Furthermore, to get more government resources and investments in St. Louis, Bush added that
Missouri’s first congressional district needs to gather more data on environmental justice to fully understand its disproportionate impacts.
“This work will build on the incredible, locally-developed Environmental Racism in St. Louis Report from 2017, so that we can make the case for the resources and investments that Black and Brown and Indigenous communities so urgently need,” Bush said.
Bush said her perspective on climate change is informed by her first-hand experience growing up in St. Louis.
“There are 11 more 90 degree days per year in St. Louis than when I was born, and that number will continue to grow,” Bush said. “When I was unhoused and living in my car, rising temperatures made it even less safe for my children and me as the windows replicated the greenhouse effect on a small scale. When I did have housing I was often unable to afford to turn on the air conditioning in the hot St. Louis summers.”
All four panelists also provided recommendations for fighting climate change, including understanding local, statewide and federal climate policies, supporting Missouri climate nonprofits and engaging in dialogue with those who have differing opinions on climate change.
Martinez described how his company, Employment Connection, began a solar panel installation training program as part of a larger effort to promote diversity, equity and inclusion in the regional green economy. Notably, participants earn significantly more than the 2020 average Employment Connection client wage, $10.96 per hour.
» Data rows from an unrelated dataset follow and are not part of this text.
// SPDX-FileCopyrightText: 2025 Jason Pena <jasonpena@awkless.com>
// SPDX-License-Identifier: MIT

//! Symlink set management.
//!
//! Keep the persisted [`SymlinkSet`] in step with what the [`LinkManager`]
//! actually does to the filesystem. Records are persisted in home-relative
//! form so the same record file works on any machine.
//!
//! Adding and removing are atomic with respect to the record file. A symlink
//! that cannot be created is never recorded, and a record is never dropped
//! while its symlink is still on disk.

use crate::{
    config::{DumpSettings, SymlinkSet},
    context::Context,
    discover::SymlinkWalker,
    fs::Filesystem,
    link::{LinkError, LinkManagement, LinkManager, Symlink},
    manager::{Manager, ManagerError},
    path::{as_absolute, PathError},
    report::{error_chain, Reporter},
    store::{RecordStore, StoreError, TomlStore},
};

use std::{path::PathBuf, sync::Arc};
use tracing::{debug, instrument, warn};

/// Name of symlink manager, and stem of its record file.
pub const SYMLINK_MANAGER: &str = "symlink";

/// Maintain persisted symlink set.
pub struct SymlinkManager<L = LinkManager, S = TomlStore>
where
    L: LinkManagement,
    S: RecordStore,
{
    fs: Arc<dyn Filesystem>,
    links: L,
    store: S,
    walker: SymlinkWalker,
    context: Context,
    config_file: PathBuf,
    dump_settings: DumpSettings,
    reporter: Arc<dyn Reporter>,
}

impl SymlinkManager {
    /// Construct symlink manager with default link handling and TOML
    /// persistence over filesystem.
    pub fn with_fs(
        fs: Arc<dyn Filesystem>,
        context: Context,
        reporter: Arc<dyn Reporter>,
    ) -> Self {
        let links = LinkManager::new(fs.clone(), context.clone());
        let store = TomlStore::new(fs.clone());
        Self::new(fs, links, store, context, reporter)
    }
}

impl<L, S> SymlinkManager<L, S>
where
    L: LinkManagement,
    S: RecordStore,
{
    /// Construct new symlink manager.
    ///
    /// Records are persisted in `<config_root>/symlink.toml`.
    pub fn new(
        fs: Arc<dyn Filesystem>,
        links: L,
        store: S,
        context: Context,
        reporter: Arc<dyn Reporter>,
    ) -> Self {
        Self {
            walker: SymlinkWalker::new(fs.clone()),
            config_file: context.config_file(SYMLINK_MANAGER),
            dump_settings: DumpSettings::default(),
            fs,
            links,
            store,
            context,
            reporter,
        }
    }

    /// Use dump settings for [`Manager::dump`].
    pub fn with_dump_settings(mut self, settings: DumpSettings) -> Self {
        self.dump_settings = settings;
        self
    }

    /// Create symlink and record it.
    ///
    /// The target must exist. An empty link is derived from the target, and
    /// an empty target is derived from the link. Adding a symlink that is
    /// already recorded converges it again, but leaves the record file alone.
    ///
    /// Returns the home-relative record.
    ///
    /// # Errors
    ///
    /// - Return [`SymlinkError::TargetNotFound`] if target does not exist.
    /// - Return [`SymlinkError::Underivable`] if the missing half cannot be
    ///   derived.
    /// - Return [`SymlinkError::Ensure`] if symlink cannot be created. Nothing
    ///   is recorded in this case.
    /// - Return [`SymlinkError::Store`] if record file cannot be read or saved.
    #[instrument(skip(self), level = "debug")]
    pub fn add(&self, target: &str, link: &str) -> Result<Symlink> {
        let symlink = self.resolve(target, link)?;
        debug!("resolved to {symlink}");

        self.links
            .ensure(&symlink)
            .map_err(|err| SymlinkError::Ensure {
                source: err,
                symlink: symlink.clone(),
            })?;

        let record = self.links.unexpand(&symlink);
        let mut set: SymlinkSet = self.store.read_or_default(&self.config_file)?;
        if set.contains(&record) {
            self.reporter.note(&format!("{record} is already tracked"));
            return Ok(record);
        }

        set.insert(record.clone());
        self.store.save(&set, &self.config_file)?;
        self.reporter.success(&format!("added {record}"));

        Ok(record)
    }

    /// Remove symlink and its record.
    ///
    /// The record is looked up before anything is touched on disk. If the
    /// symlink cannot be removed, the record stays.
    ///
    /// # Errors
    ///
    /// - Return [`SymlinkError::LinkNotFound`] if nothing exists at link.
    /// - Return [`SymlinkError::NotTracked`] if link is not recorded.
    /// - Return [`SymlinkError::Remove`] if symlink cannot be removed.
    /// - Return [`SymlinkError::Store`] if record file cannot be read or saved.
    #[instrument(skip(self), level = "debug")]
    pub fn remove(&self, link: &str) -> Result<()> {
        let absolute = as_absolute(
            self.fs.as_ref(),
            self.context.working_dir(),
            self.context.absolute(link),
        )
        .map_err(|err| match err {
            PathError::NoSuchPath { path } => SymlinkError::LinkNotFound { path },
            err => SymlinkError::Path(err),
        })?;

        let set: SymlinkSet = self.store.read_or_default(&self.config_file)?;
        let lookup = self
            .links
            .unexpand(&Symlink::new("", absolute.to_string_lossy()))
            .link;
        let record = set
            .find_by_link(&lookup)
            .cloned()
            .ok_or(SymlinkError::NotTracked { link: lookup })?;

        let expanded = self.links.expand(&record);
        let removed = self
            .links
            .remove(&expanded.link)
            .map_err(|err| SymlinkError::Remove {
                source: err,
                link: absolute.clone(),
            })?;
        if removed.target != expanded.target {
            warn!(
                "symlink {:?} pointed to {:?}, but was recorded as pointing to {:?}",
                expanded.link, removed.target, expanded.target
            );
        }

        let mut set: SymlinkSet = match self.store.read(&self.config_file) {
            Ok(set) => set,
            Err(StoreError::NoSuchFile { .. }) => {
                self.reporter
                    .note(&format!("removed {expanded}, but no record file remains"));
                return Ok(());
            }
            Err(err) => return Err(err.into()),
        };

        if !set.remove(&record) {
            self.reporter
                .note(&format!("removed {expanded}, but its record was already gone"));
            return Ok(());
        }

        self.store.save(&set, &self.config_file)?;
        self.reporter.success(&format!("removed {record}"));

        Ok(())
    }

    /// Survey directories for existing symlinks.
    ///
    /// Each root is searched up to `max_depth` levels deep. Roots that cannot
    /// be read are skipped with a warning. Found symlinks are returned in
    /// home-relative form without duplicates. Nothing is persisted.
    #[instrument(skip(self, roots), level = "debug")]
    pub fn dump(
        &self,
        roots: impl IntoIterator<Item = impl AsRef<str>>,
        max_depth: usize,
    ) -> SymlinkSet {
        let mut set = SymlinkSet::new();
        for root in roots {
            let root = self.context.absolute(root);
            let found = match self.walker.walk(&root, max_depth) {
                Ok(found) => found,
                Err(err) => {
                    self.reporter
                        .note(&format!("skip {:?}: {err}", root.display()));
                    continue;
                }
            };

            for entry in found {
                let symlink = self
                    .links
                    .derive(&entry.target.to_string_lossy(), &entry.link.to_string_lossy());

                // INVARIANT: Only complete symlinks are worth recording.
                if !symlink.is_complete() {
                    continue;
                }

                set.insert(self.links.unexpand(&symlink));
            }
        }

        set
    }

    fn resolve(&self, target: &str, link: &str) -> Result<Symlink> {
        if target.is_empty() && link.is_empty() {
            return Err(SymlinkError::Underivable {
                symlink: Symlink::default(),
            });
        }

        if target.is_empty() {
            let link = self.context.absolute(link);
            let symlink = self.links.derive("", &link.to_string_lossy());
            if !symlink.is_complete() {
                return Err(SymlinkError::Underivable { symlink });
            }

            self.existing_target(&symlink.target)?;
            return Ok(symlink);
        }

        let target = self.existing_target(target)?;
        let link = if link.is_empty() {
            String::new()
        } else {
            self.context.absolute(link).to_string_lossy().into_owned()
        };

        let symlink = self.links.derive(&target.to_string_lossy(), &link);
        if !symlink.is_complete() {
            return Err(SymlinkError::Underivable { symlink });
        }

        Ok(symlink)
    }

    fn existing_target(&self, target: &str) -> Result<PathBuf> {
        as_absolute(
            self.fs.as_ref(),
            self.context.working_dir(),
            self.context.absolute(target),
        )
        .map_err(|err| match err {
            PathError::NoSuchPath { path } => SymlinkError::TargetNotFound { path },
            err => SymlinkError::Path(err),
        })
    }
}

impl<L, S> Manager for SymlinkManager<L, S>
where
    L: LinkManagement,
    S: RecordStore,
{
    fn name(&self) -> &str {
        SYMLINK_MANAGER
    }

    /// Render tracked records merged with newly discovered symlinks.
    ///
    /// Tracked records are kept even when the survey does not find them.
    fn dump(&self) -> Result<String, ManagerError> {
        let mut set: SymlinkSet = self
            .store
            .read_or_default(&self.config_file)
            .map_err(SymlinkError::Store)?;

        let found = Self::dump(self, &self.dump_settings.directories, self.dump_settings.depth);
        for symlink in found {
            // INVARIANT: Discovery only appends, existing records stay put.
            if set.insert(symlink.clone()) {
                debug!("discovered {symlink}");
            }
        }

        let output = toml::ser::to_string_pretty(&set).map_err(SymlinkError::Serialize)?;

        Ok(output)
    }

    #[instrument(skip(self), level = "debug")]
    fn ensure(&self) -> Result<(), ManagerError> {
        let set: SymlinkSet = self
            .store
            .read_or_default(&self.config_file)
            .map_err(SymlinkError::Store)?;

        let mut failures = Vec::new();
        for record in set.iter() {
            let symlink = self.links.expand(record);
            match self.links.ensure(&symlink) {
                Ok(()) => debug!("ensured {symlink}"),
                Err(err) => {
                    let failure = SymlinkError::Ensure {
                        source: err,
                        symlink,
                    };
                    self.reporter.failure(&error_chain(&failure));
                    failures.push(ManagerError::from(failure));
                }
            }
        }

        ManagerError::batch(failures)
    }

    fn update(&self) -> Result<(), ManagerError> {
        Ok(())
    }
}

/// Symlink management error types.
#[derive(Debug, thiserror::Error)]
pub enum SymlinkError {
    /// Missing half of symlink cannot be derived.
    #[error("cannot derive complete symlink from {symlink:?}")]
    Underivable { symlink: Symlink },

    /// Target does not exist.
    #[error("target {:?} does not exist", path.display())]
    TargetNotFound { path: PathBuf },

    /// Nothing exists at link.
    #[error("link {:?} does not exist", path.display())]
    LinkNotFound { path: PathBuf },

    /// Link is not part of record file.
    #[error("{link:?} not found in configuration")]
    NotTracked { link: String },

    /// Symlink could not be converged.
    #[error("failed to ensure symlink {symlink}")]
    Ensure {
        #[source]
        source: LinkError,
        symlink: Symlink,
    },

    /// Symlink could not be removed.
    #[error("failed to remove symlink {:?}", link.display())]
    Remove {
        #[source]
        source: LinkError,
        link: PathBuf,
    },

    /// Symlink set cannot be rendered.
    #[error("failed to render symlink set")]
    Serialize(#[source] toml::ser::Error),

    /// Path cannot be resolved.
    #[error(transparent)]
    Path(#[from] PathError),

    /// Record file cannot be read or saved.
    #[error(transparent)]
    Store(#[from] StoreError),
}

/// Friendly result alias :3
pub type Result<T, E = SymlinkError> = std::result::Result<T, E>;
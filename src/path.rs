// SPDX-FileCopyrightText: 2025 Jason Pena <jasonpena@awkless.com>
// SPDX-License-Identifier: MIT

//! Path resolution utilities.
//!
//! Determine relevent path information for files that need to be linked,
//! persisted, or otherwise managed in some way.
//!
//! # Home-Relative Paths
//!
//! Persisted symlink records are stored __home-relative__, i.e., the leading
//! home directory of a path is swapped out for a `~` placeholder. This keeps
//! records portable across machines whose home directories differ. Expansion
//! and unexpansion are plain textual substitutions of the _first_ occurrence
//! of the placeholder or home directory. No path normalization is performed
//! here, because stored records rely on that exact behavior.

use crate::fs::{FileKind, Filesystem, FsError};

use std::path::{Component, Path, PathBuf};
use tracing::debug;

/// Placeholder that stands in for the user's home directory.
pub const HOME_PLACEHOLDER: &str = "~";

/// Determine absolute path to user's home directory.
///
/// Does not check if the path returned actually exists.
///
/// # Errors
///
/// - Return [`NoWayHome`] if home directory path cannot be determined.
pub fn home_dir() -> Result<PathBuf, NoWayHome> {
    dirs::home_dir().ok_or(NoWayHome)
}

/// Determine default absolute path to the configuration root.
///
/// Uses XDG Base Directory path `$XDG_CONFIG_HOME/dotlink` as the default
/// location for persisted records. Does not check if the path returned
/// actually exists.
///
/// # Errors
///
/// - Return [`NoWayHome`] if home directory path cannot be determined.
///
/// # See Also
///
/// - [XDG Base Directory](https://wiki.archlinux.org/title/XDG_Base_Directory)
pub fn default_config_root() -> Result<PathBuf, NoWayHome> {
    dirs::config_dir()
        .map(|path| path.join("dotlink"))
        .ok_or(NoWayHome)
}

/// Replace first occurrence of `~` with absolute path to home directory.
///
/// Paths without a tilde pass through untouched. The replacement is textual
/// rather than per component, so a stray tilde such as the one in
/// `/tmp/~x` gets replaced too. Record files written with this rule must
/// keep expanding to the same paths, so callers holding raw user input
/// should only call this when the path starts with a `~` component.
pub fn expand_home(path: &str, home: &str) -> String {
    path.replacen(HOME_PLACEHOLDER, home, 1)
}

/// Replace first occurrence of home directory with `~`.
///
/// An empty home directory leaves the path untouched.
pub fn unexpand_home(path: &str, home: &str) -> String {
    if home.is_empty() {
        return path.to_owned();
    }

    path.replacen(home, HOME_PLACEHOLDER, 1)
}

/// Lexically clean a path.
///
/// Drops `.` components and resolves `..` against preceding components
/// without touching the filesystem. A `..` at the root stays at the root.
pub fn clean(path: impl AsRef<Path>) -> PathBuf {
    let mut cleaned = PathBuf::new();
    for component in path.as_ref().components() {
        match component {
            Component::CurDir => continue,
            Component::ParentDir => {
                let popped = match cleaned.components().next_back() {
                    Some(Component::Normal(_)) => cleaned.pop(),
                    Some(Component::RootDir | Component::Prefix(_)) => true,
                    _ => false,
                };

                if !popped {
                    cleaned.push(component);
                }
            }
            _ => cleaned.push(component),
        }
    }

    if cleaned.as_os_str().is_empty() {
        cleaned.push(".");
    }

    cleaned
}

/// Make path absolute relative to a working directory.
///
/// Absolute paths are only cleaned. Relative paths are joined onto the
/// working directory first. Does not check for existence.
pub fn absolutize(working_dir: impl AsRef<Path>, path: impl AsRef<Path>) -> PathBuf {
    let path = path.as_ref();
    if path.is_absolute() {
        clean(path)
    } else {
        clean(working_dir.as_ref().join(path))
    }
}

/// Make path absolute relative to a working directory, requiring existence.
///
/// Existence is checked without following symlinks, so a dangling symlink
/// still counts as existing.
///
/// # Errors
///
/// - Return [`PathError::NoSuchPath`] if nothing exists at the resolved path.
/// - Return [`PathError::Probe`] if the filesystem could not be queried.
pub fn as_absolute(
    fs: &dyn Filesystem,
    working_dir: impl AsRef<Path>,
    path: impl AsRef<Path>,
) -> Result<PathBuf> {
    let absolute = absolutize(working_dir, path.as_ref());
    match fs.stat(&absolute) {
        Ok(_) => Ok(absolute),
        Err(err) if err.is_not_found() => Err(PathError::NoSuchPath { path: absolute }),
        Err(err) => Err(PathError::Probe {
            source: err,
            path: absolute,
        }),
    }
}

/// Create all missing parent directories of a file.
///
/// Succeeds if the directories are already there.
///
/// # Errors
///
/// - Return [`PathError::CreateParents`] if directory creation fails.
pub fn create_parent_dirs(fs: &dyn Filesystem, file: impl AsRef<Path>) -> Result<()> {
    let Some(parent) = file.as_ref().parent() else {
        return Ok(());
    };

    if parent.as_os_str().is_empty() {
        return Ok(());
    }

    if let Ok(FileKind::Dir) = fs.stat(parent) {
        return Ok(());
    }

    debug!("create required directories {:?}", parent.display());
    fs.mkdir_all(parent).map_err(|err| PathError::CreateParents {
        source: err,
        path: parent.to_path_buf(),
    })
}

/// No way to determine user's home directory.
///
/// # See Also
///
/// - [`dirs::home_dir`](https://docs.rs/dirs/latest/dirs/fn.home_dir.html)
#[derive(Clone, Debug, thiserror::Error)]
#[error("cannot determine absolute path to user's home directory")]
pub struct NoWayHome;

/// Path resolution error types.
#[derive(Debug, thiserror::Error)]
pub enum PathError {
    /// Nothing exists at resolved path.
    #[error("no such file or directory {:?}", path.display())]
    NoSuchPath { path: PathBuf },

    /// Filesystem could not be queried about resolved path.
    #[error("failed to inspect {:?}", path.display())]
    Probe {
        #[source]
        source: FsError,
        path: PathBuf,
    },

    /// Parent directories could not be created.
    #[error("failed to create directories {:?}", path.display())]
    CreateParents {
        #[source]
        source: FsError,
        path: PathBuf,
    },
}

/// Friendly result alias :3
pub type Result<T, E = PathError> = std::result::Result<T, E>;
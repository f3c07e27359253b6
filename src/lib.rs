// SPDX-FileCopyrightText: 2025 Jason Pena <jasonpena@awkless.com>
// SPDX-License-Identifier: MIT

//! Symlink reconciliation engine for dotfiles.
//!
//! Dotfiles live in one canonical directory, the __dotfiles root__, and are
//! made visible to the programs that read them through symbolic links placed
//! under the user's home directory. Dotlink keeps a persisted record of every
//! such symlink, and keeps that record in step with what is actually on disk.
//!
//! # Records
//!
//! Each record pairs a target with a link:
//!
//! ```toml
//! [[Symlinks]]
//! Target = "~/.dotfiles/vimrc"
//! Link = "~/.vimrc"
//! ```
//!
//! Records are stored with the home directory replaced by `~`, so the same
//! record file works on any machine regardless of where home happens to be.
//!
//! # Layout
//!
//! - [`link`] derives, transforms, and converges individual symlinks.
//! - [`manager`] keeps the persisted symlink set in step with the filesystem,
//!   and runs batch operations across managers.
//! - [`discover`] surveys directory trees for existing symlinks.
//! - [`fs`] is the filesystem abstraction everything else goes through.

pub mod config;
pub mod context;
pub mod discover;
pub mod fs;
pub mod link;
pub mod manager;
pub mod path;
pub mod report;
pub mod store;
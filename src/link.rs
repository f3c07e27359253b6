// SPDX-FileCopyrightText: 2025 Jason Pena <jasonpena@awkless.com>
// SPDX-License-Identifier: MIT

//! Symlink derivation and convergence.
//!
//! A [`Symlink`] pairs a __target__, the real file kept in the dotfiles root,
//! with a __link__, the location where a symbolic link pointing at the target
//! should exist. The [`LinkManager`] completes partially specified pairs,
//! flips them between their home-relative and absolute forms, and converges
//! the filesystem so that a link really does point at its target.
//!
//! # Derivation
//!
//! Given only one half of a pair, the other half is derived by mirroring the
//! dotfiles root onto the home directory:
//!
//! | Given                        | Derived                        |
//! |------------------------------|--------------------------------|
//! | target `~/.dotfiles/vimrc`   | link `~/vimrc`                 |
//! | link `~/.config/nvim`        | target `~/.dotfiles/.config/nvim` |
//!
//! Derivation never fails loudly. If the given half is not absolute, or does
//! not live under the root it is mirrored from, the derived half is left
//! empty and the caller decides what to do about it.
//!
//! # Convergence
//!
//! Ensuring a symlink looks at whatever currently occupies the link:
//!
//! - Symlink to target: nothing to do.
//! - Symlink to anything else: replaced with a fresh symlink to target.
//! - Regular file or directory: refused, never overwritten.
//! - Nothing: parent directories are created, then the symlink.

use crate::{
    context::Context,
    fs::{FileKind, Filesystem, FsError},
    path::{create_parent_dirs, expand_home, unexpand_home, PathError},
};

use serde::{Deserialize, Serialize};
use std::{
    fmt::{Display, Formatter, Result as FmtResult},
    path::{Path, PathBuf},
    sync::Arc,
};
use tracing::{debug, info, instrument};
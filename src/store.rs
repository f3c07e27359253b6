// SPDX-FileCopyrightText: 2025 Jason Pena <jasonpena@awkless.com>
// SPDX-License-Identifier: MIT

//! Typed record persistence.
//!
//! Managers persist their desired state as typed records inside the
//! configuration root. A [`RecordStore`] reads and saves those records. The
//! only implementation shipped is [`TomlStore`], which serializes records as
//! TOML through a [`Filesystem`].
//!
//! A missing record file is reported as [`StoreError::NoSuchFile`], which
//! callers generally treat as "nothing persisted yet" rather than a failure.

use crate::{
    fs::{Filesystem, FsError},
    path::{create_parent_dirs, PathError},
};

use serde::{de::DeserializeOwned, Serialize};
use std::{
    path::{Path, PathBuf},
    sync::Arc,
};
use tracing::{debug, instrument};

/// Read and save typed records.
pub trait RecordStore {
    /// Read record at path.
    ///
    /// # Errors
    ///
    /// - Return [`StoreError::NoSuchFile`] if no record exists at path.
    /// - Return other [`StoreError`] variants if record cannot be read or
    ///   parsed.
    fn read<T>(&self, path: &Path) -> Result<T>
    where
        T: DeserializeOwned;

    /// Save record at path, replacing whatever was there.
    ///
    /// # Errors
    ///
    /// - Return [`StoreError`] if record cannot be serialized or written.
    fn save<T>(&self, value: &T, path: &Path) -> Result<()>
    where
        T: Serialize;

    /// Save pre-rendered record contents at path.
    ///
    /// # Errors
    ///
    /// - Return [`StoreError`] if contents cannot be written.
    fn save_raw(&self, contents: &str, path: &Path) -> Result<()>;

    /// Read record at path, treating a missing record as default state.
    ///
    /// # Errors
    ///
    /// - Return [`StoreError`] for anything other than a missing record.
    fn read_or_default<T>(&self, path: &Path) -> Result<T>
    where
        T: DeserializeOwned + Default,
    {
        match self.read(path) {
            Err(StoreError::NoSuchFile { .. }) => Ok(T::default()),
            result => result,
        }
    }
}

/// Record store that keeps records as TOML files.
#[derive(Debug, Clone)]
pub struct TomlStore {
    fs: Arc<dyn Filesystem>,
}

impl TomlStore {
    /// Construct new TOML record store.
    pub fn new(fs: Arc<dyn Filesystem>) -> Self {
        Self { fs }
    }
}

impl RecordStore for TomlStore {
    #[instrument(skip(self), level = "debug")]
    fn read<T>(&self, path: &Path) -> Result<T>
    where
        T: DeserializeOwned,
    {
        let data = self.fs.read_to_string(path).map_err(|err| match err {
            err if err.is_not_found() => StoreError::NoSuchFile {
                path: path.to_path_buf(),
            },
            err => StoreError::Read {
                source: err,
                path: path.to_path_buf(),
            },
        })?;

        toml::de::from_str(&data).map_err(|err| StoreError::Deserialize {
            source: err,
            path: path.to_path_buf(),
        })
    }

    #[instrument(skip(self, value), level = "debug")]
    fn save<T>(&self, value: &T, path: &Path) -> Result<()>
    where
        T: Serialize,
    {
        let data = toml::ser::to_string_pretty(value).map_err(|err| StoreError::Serialize {
            source: err,
            path: path.to_path_buf(),
        })?;

        self.save_raw(&data, path)
    }

    #[instrument(skip(self, contents), level = "debug")]
    fn save_raw(&self, contents: &str, path: &Path) -> Result<()> {
        create_parent_dirs(self.fs.as_ref(), path)?;
        debug!("write record to {:?}", path.display());
        self.fs
            .write(path, contents.as_bytes())
            .map_err(|err| StoreError::Write {
                source: err,
                path: path.to_path_buf(),
            })
    }
}

/// Record persistence error types.
#[derive(Debug, thiserror::Error)]
pub enum StoreError {
    /// No record exists at path.
    #[error("no such file {:?}", path.display())]
    NoSuchFile { path: PathBuf },

    /// Record file cannot be read.
    #[error("failed to read record from {:?}", path.display())]
    Read {
        #[source]
        source: FsError,
        path: PathBuf,
    },

    /// Record file cannot be written.
    #[error("failed to write record to {:?}", path.display())]
    Write {
        #[source]
        source: FsError,
        path: PathBuf,
    },

    /// Record contents cannot be parsed.
    #[error("failed to parse record at {:?}", path.display())]
    Deserialize {
        #[source]
        source: toml::de::Error,
        path: PathBuf,
    },

    /// Record cannot be rendered.
    #[error("failed to render record for {:?}", path.display())]
    Serialize {
        #[source]
        source: toml::ser::Error,
        path: PathBuf,
    },

    /// Directories for record file cannot be created.
    #[error(transparent)]
    Path(#[from] PathError),
}

/// Friendly result alias :3
pub type Result<T, E = StoreError> = std::result::Result<T, E>;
“We’re very excited to be in a position to help establish a pipeline for minorities and women to enter this very, very exciting field,” Martinez said. “The participants received $15 an hour for their paid internships, and then several of the participants were ultimately hired by private solar companies at wages starting at $16.50 per hour with benefits.”
Despite the challenges ahead for climate advocacy and legislation, Bush remained optimistic at the panel. “Together we will fight to achieve 100% renewable energy by 2030. Even when so many tell us we can’t,” Bush said. “We are going to decarbonize the economy and create millions of jobs in the process, and we are going to do it together as a fundamental part of our campaign for racial justice and climate justice.”